Terceiro, porque não há boas decisões políticas sem competência técnica e não quero acreditar que a figura do Diretor Executivo do SNS signifique um atestado de incompetência técnica do(a) Ministro(a) da Saúde.

A aposta de Fernando Araújo em alterar o funcionamento do SNS – ao extinguir as Administrações Regionais de Saúde e expandir os Centros de Responsabilidade Integrados (CRI) nos hospitais e as Unidades Locais de Saúde (ULS) para agregar hospitais e centros de saúde – é o melhor exemplo da sobreposição entre a dimensão técnica e política.

O ponto aqui não é a crítica a estas soluções, mas sim colocar a dúvida sobre se estas soluções competem ao Diretor Executivo do SNS ou ao Ministro da Saúde. Uma coisa é a Direção Executiva concretizar a visão política do ministério. Outra bem diferente é o Diretor Executivo traçar o rumo político do ministério. Deixo a pergunta: em caso de insucesso destas soluções, a culpa é técnica ou política?

A constatação

O mais fantástico desta entrevista é comprovar uma tese que venho dizendo: o problema da saúde reside menos na necessidade de novas leis e mais na inação de quem decide.
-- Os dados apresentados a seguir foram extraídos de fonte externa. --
mod engine;
mod windows;

pub use engine::{CycleReport, CycleScheduler, RunPolicy, SchedulerError, SchedulerOutcome};
pub use windows::cycle_windows;
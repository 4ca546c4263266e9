use crate::adapter::{ArtifactRef, CancelToken, CycleContext, CycleWindow, RunOutcome, StageFailure};
use crate::checkpoint::{CheckpointError, CheckpointStore, StageRunRecord, StageStatus};
use crate::registry::{ExecutionPlan, StageRegistry};
use crate::shared::{append_experiment_log, now_secs};
use std::collections::{BTreeMap, BTreeSet};
use std::path::PathBuf;
use std::sync::mpsc::{self, RecvTimeoutError, Sender};
use std::thread::{self, JoinHandle};
use std::time::Duration;

#[derive(Debug, Clone, Copy, PartialEq, Eq)]
pub struct RunPolicy {
    pub abort_on_failure: bool,
    pub default_max_retries: u32,
    pub max_parallel_stages: usize,
}

impl Default for RunPolicy {
    fn default() -> Self {
        Self {
            abort_on_failure: false,
            default_max_retries: 0,
            max_parallel_stages: 4,
        }
    }
}

#[derive(Debug, Clone, PartialEq, Eq)]
pub struct CycleReport {
    pub cycle_index: u64,
    pub resumed: bool,
    pub aborted_stages: Vec<String>,
}

#[derive(Debug, Clone, PartialEq, Eq)]
pub struct SchedulerOutcome {
    pub cycles: Vec<CycleReport>,
}

impl SchedulerOutcome {
    pub fn aborted_stages(&self) -> Vec<(u64, String)> {
        self.cycles
            .iter()
            .flat_map(|cycle| {
                cycle
                    .aborted_stages
                    .iter()
                    .map(|stage| (cycle.cycle_index, stage.clone()))
            })
            .collect()
    }

    pub fn fully_succeeded(&self) -> bool {
        self.cycles.iter().all(|c| c.aborted_stages.is_empty())
    }
}

#[derive(Debug, thiserror::Error)]
pub enum SchedulerError {
    #[error(transparent)]
    Checkpoint(#[from] CheckpointError),
    #[error("experiment aborted in cycle {cycle_index}: stage `{stage}` exhausted its retry budget")]
    Aborted { cycle_index: u64, stage: String },
    #[error("experiment canceled during cycle {cycle_index}")]
    Canceled { cycle_index: u64 },
}

enum StageEvent {
    Preparing {
        stage: String,
        attempt: u32,
    },
    Running {
        stage: String,
        attempt: u32,
    },
    Finished {
        stage: String,
        attempt: u32,
        result: Result<ArtifactRef, StageFailure>,
    },
}

/// Drives every registered stage through its lifecycle once per cycle.
/// Worker threads execute adapters; this thread is the only checkpoint
/// writer, so a parent's `Succeeded` record always lands on disk before
/// any child is dispatched.
pub struct CycleScheduler<'a> {
    registry: &'a StageRegistry,
    plan: &'a ExecutionPlan,
    store: &'a CheckpointStore,
    policy: RunPolicy,
    cancel: CancelToken,
}
use dacycle::adapter::{
    ArtifactRef, CancelToken, CycleContext, RunOutcome, StageAdapter, StageFailure, StageOutputs,
    Workspace,
};
use dacycle::checkpoint::StageStatus;
use dacycle::config::ExperimentConfig;
use dacycle::experiment::{Experiment, ExperimentError};
use dacycle::registry::{AdapterFactory, StageRegistry};
use std::collections::BTreeMap;
use std::sync::{Arc, Mutex};
use tempfile::tempdir;

#[derive(Clone, Default)]
struct EventLog(Arc<Mutex<Vec<String>>>);

impl EventLog {
    fn push(&self, entry: String) {
        self.0.lock().expect("event log").push(entry);
    }

    fn snapshot(&self) -> Vec<String> {
        self.0.lock().expect("event log").clone()
    }

    fn count_prefix(&self, prefix: &str) -> usize {
        self.snapshot()
            .iter()
            .filter(|e| e.starts_with(prefix))
            .count()
    }
}

struct ScriptedAdapter {
    stage: String,
    log: EventLog,
    failures: Arc<Mutex<BTreeMap<String, u32>>>,
    cycle_index: u64,
}

impl StageAdapter for ScriptedAdapter {
    fn prepare(&mut self, context: &CycleContext) -> Result<Workspace, StageFailure> {
        self.cycle_index = context.cycle_index;
        let restart = context
            .restart_artifact
            .as_ref()
            .map(|a| a.as_str().to_string())
            .unwrap_or_else(|| "none".to_string());
        self.log.push(format!(
            "prepare:{}:c{}:restart={restart}",
            self.stage, context.cycle_index
        ));
        Ok(Workspace {
            root: context.workspace_root.clone(),
            member_dirs: Vec::new(),
        })
    }

    fn run(&mut self, _workspace: &Workspace, _cancel: &CancelToken) -> RunOutcome {
        let mut failures = self.failures.lock().expect("failures");
        if let Some(remaining) = failures.get_mut(&self.stage) {
            if *remaining > 0 {
                *remaining -= 1;
                self.log
                    .push(format!("run_failed:{}:c{}", self.stage, self.cycle_index));
                return RunOutcome::Failed("scripted failure".to_string());
            }
        }
        self.log
            .push(format!("run:{}:c{}", self.stage, self.cycle_index));
        RunOutcome::Succeeded(StageOutputs::new())
    }

    fn postprocess(&mut self, _outputs: StageOutputs) -> Result<ArtifactRef, StageFailure> {
        Ok(ArtifactRef::new(format!(
            "{}-c{}",
            self.stage, self.cycle_index
        )))
    }
}

struct ScriptedFactory {
    log: EventLog,
    failures: Arc<Mutex<BTreeMap<String, u32>>>,
}

impl AdapterFactory for ScriptedFactory {
    fn create(
        &self,
        stage: &str,
        _config: &serde_yaml::Value,
    ) -> Result<Box<dyn StageAdapter>, StageFailure> {
        Ok(Box::new(ScriptedAdapter {
            stage: stage.to_string(),
            log: self.log.clone(),
            failures: self.failures.clone(),
            cycle_index: 0,
        }))
    }
}

fn config(abort_on_failure: bool) -> ExperimentConfig {
    ExperimentConfig {
        name: "failures".to_string(),
        start_time: "2020-01-01T00:00".to_string(),
        end_time: "2020-01-02T00:00".to_string(),
        cycle_length: "12h".to_string(),
        abort_on_failure,
        max_retries: 0,
        max_parallel_stages: 4,
        state_root: None,
        stages: Vec::new(),
    }
}

fn chain_registry(
    log: &EventLog,
    failures: &Arc<Mutex<BTreeMap<String, u32>>>,
    b_retry_budget: Option<u32>,
) -> StageRegistry {
    let factory: Arc<dyn AdapterFactory> = Arc::new(ScriptedFactory {
        log: log.clone(),
        failures: failures.clone(),
    });
    let mut registry = StageRegistry::new();
    registry
        .register("a", None, factory.clone(), serde_yaml::Value::Null)
        .expect("register a");
    registry
        .register_with_retry_budget(
            "b",
            Some("a"),
            factory.clone(),
            serde_yaml::Value::Null,
            b_retry_budget,
        )
        .expect("register b");
    registry
        .register("c", Some("b"), factory, serde_yaml::Value::Null)
        .expect("register c");
    registry
}

#[test]
fn exhausted_stage_aborts_its_descendants_without_running_them() {
    let temp = tempdir().expect("tempdir");
    let log = EventLog::default();
    let failures = Arc::new(Mutex::new(BTreeMap::from([("b".to_string(), u32::MAX)])));
    let registry = chain_registry(&log, &failures, None);

    let experiment = Experiment::new(config(false), registry, temp.path().join("state"));
    let err = experiment.run().expect_err("must report aborted runs");
    let ExperimentError::PartialFailure { aborted } = err else {
        panic!("expected partial failure, got {err}");
    };
    assert_eq!(
        aborted,
        vec![
            (0, "b".to_string()),
            (0, "c".to_string()),
            (1, "b".to_string()),
            (1, "c".to_string()),
        ]
    );

    // `c` never reached prepare; `a` still ran both cycles.
    assert_eq!(log.count_prefix("prepare:c:"), 0);
    assert_eq!(log.count_prefix("run:a:"), 2);

    for cycle in 0..2u64 {
        let b = experiment
            .store()
            .load_stage_run(cycle, "b")
            .expect("load b")
            .expect("record b");
        assert_eq!(b.status, StageStatus::Aborted);
        assert!(b.error.expect("error").contains("scripted failure"));

        let c = experiment
            .store()
            .load_stage_run(cycle, "c")
            .expect("load c")
            .expect("record c");
        assert_eq!(c.status, StageStatus::Aborted);
        assert!(c.error.expect("error").contains("ancestor stage `b`"));

        let a = experiment
            .store()
            .load_stage_run(cycle, "a")
            .expect("load a")
            .expect("record a");
        assert_eq!(a.status, StageStatus::Succeeded);
    }

    // An unaffected branch restarts from its own prior output even when
    // a sibling chain is down.
    assert!(log
        .snapshot()
        .contains(&"prepare:a:c1:restart=a-c0".to_string()));
}

#[test]
fn abort_on_failure_stops_the_run_in_the_failing_cycle() {
    let temp = tempdir().expect("tempdir");
    let log = EventLog::default();
    let failures = Arc::new(Mutex::new(BTreeMap::from([("b".to_string(), u32::MAX)])));
    let registry = chain_registry(&log, &failures, None);

    let experiment = Experiment::new(config(true), registry, temp.path().join("state"));
    let err = experiment.run().expect_err("must abort");
    match err {
        ExperimentError::Aborted { cycle_index, stage } => {
            assert_eq!(cycle_index, 0);
            assert_eq!(stage, "b");
        }
        other => panic!("expected abort, got {other}"),
    }

    // Cycle 1 never started.
    assert_eq!(log.count_prefix("prepare:a:c1"), 0);
    assert!(experiment
        .store()
        .load_stage_run(1, "a")
        .expect("load")
        .is_none());
}

#[test]
fn failed_stage_is_retried_within_its_budget() {
    let temp = tempdir().expect("tempdir");
    let log = EventLog::default();
    let failures = Arc::new(Mutex::new(BTreeMap::from([("b".to_string(), 1)])));
    let registry = chain_registry(&log, &failures, Some(2));

    let experiment = Experiment::new(config(false), registry, temp.path().join("state"));
    let outcome = experiment.run().expect("retry must recover");
    assert!(outcome.fully_succeeded());

    // One failed attempt, then a second prepare for the retry.
    assert_eq!(log.count_prefix("run_failed:b:c0"), 1);
    assert_eq!(log.count_prefix("prepare:b:c0"), 2);

    let b = experiment
        .store()
        .load_stage_run(0, "b")
        .expect("load b")
        .expect("record b");
    assert_eq!(b.status, StageStatus::Succeeded);
    assert_eq!(b.retry_count, 1);
}

#[test]
fn budget_of_zero_means_a_single_attempt() {
    let temp = tempdir().expect("tempdir");
    let log = EventLog::default();
    let failures = Arc::new(Mutex::new(BTreeMap::from([("b".to_string(), 1)])));
    let registry = chain_registry(&log, &failures, Some(0));

    let experiment = Experiment::new(config(false), registry, temp.path().join("state"));
    let err = experiment.run().expect_err("no retry allowed");
    assert!(matches!(err, ExperimentError::PartialFailure { .. }));
    assert_eq!(log.count_prefix("prepare:b:c0"), 1);
}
Não é um simples pormenor Fernando Araújo ter dito que os profissionais do Centro Hospitalar do Oeste e de Lisboa Norte tenham aceitado trabalhar noutros hospitais enquanto estes serviços estiverem encerrados. Não só mostraram disponibilidade para o fazer, como o aceitaram sem que o regime legal que o exigisse.

Também não é um simples pormenor o facto de os privados terem aceitado as condições para complementar o funcionamento do SNS quando for necessário. Recorde-se a dificuldade de Marta Temido para fechar acordos com os privados durante a pandemia, tendo chegado a dizer que se não havia mais acordos era porque os privados não tinham interesse. Estes obstáculos desapareceram como que por passo de mágica.

Isto diz que a solução para o SNS nem sempre passa por uma visão legalista ou jurídica dos problemas. Uma linha de comando reconhecida, apaziguadora e em quem o setor confia é mais eficaz do que a melhor lei de todas.

No caso da Direção Executiva isto é ainda mais verdade dada a ausência de estatutos e o facto de Fernando Araújo reconhecer que isso pouco ou nada o tem limitado. Sem estatutos, não haverá mandato legal para muito do que está a ser feito, mas isso importa menos do que a força do mandato político que Araújo recebeu do Ministro e do setor.

Esta é a sua principal arma, saiba protegê-la. Tivesse o SNS vários líderes com semelhante grau de reconhecimento e, porventura, muitas das reformas em cima da mesa seriam desnecessárias.